**Extracted data**
**********

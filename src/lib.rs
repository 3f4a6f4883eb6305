// SPDX-License-Identifier: MIT
// Copyright 2026 Roland Dreier <roland@kernel.org>

//! Statcard: shareable stat cards for Strava activities
//!
//! This crate provides the backend API: Strava sign-in and token upkeep,
//! cached activity fetching, and the card pipeline (layout, drag snapping,
//! SVG and PNG export).

pub mod card;
pub mod config;
pub mod db;
pub mod error;
pub mod middleware;
pub mod models;
pub mod routes;
pub mod services;
pub mod time_utils;

use card::CardRenderer;
use config::Config;
use db::FirestoreDb;
use services::StravaService;

/// Shared application state.
pub struct AppState {
    pub config: Config,
    pub db: FirestoreDb,
    pub strava_service: StravaService,
    pub card_renderer: CardRenderer,
}

impl AppState {
    /// Wire services from config around an already-connected store.
    pub fn new(config: Config, db: FirestoreDb, card_renderer: CardRenderer) -> Self {
        let strava_service = StravaService::from_config(&config, db.clone());
        Self {
            config,
            db,
            strava_service,
            card_renderer,
        }
    }
}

**********

**Problem requirements**
Scan the records above for the string "FirestoreDb", then copy each line where it turns up.

**Exercise response**
use db::FirestoreDb;
    pub db: FirestoreDb,
    pub fn new(config: Config, db: FirestoreDb, card_renderer: CardRenderer) -> Self {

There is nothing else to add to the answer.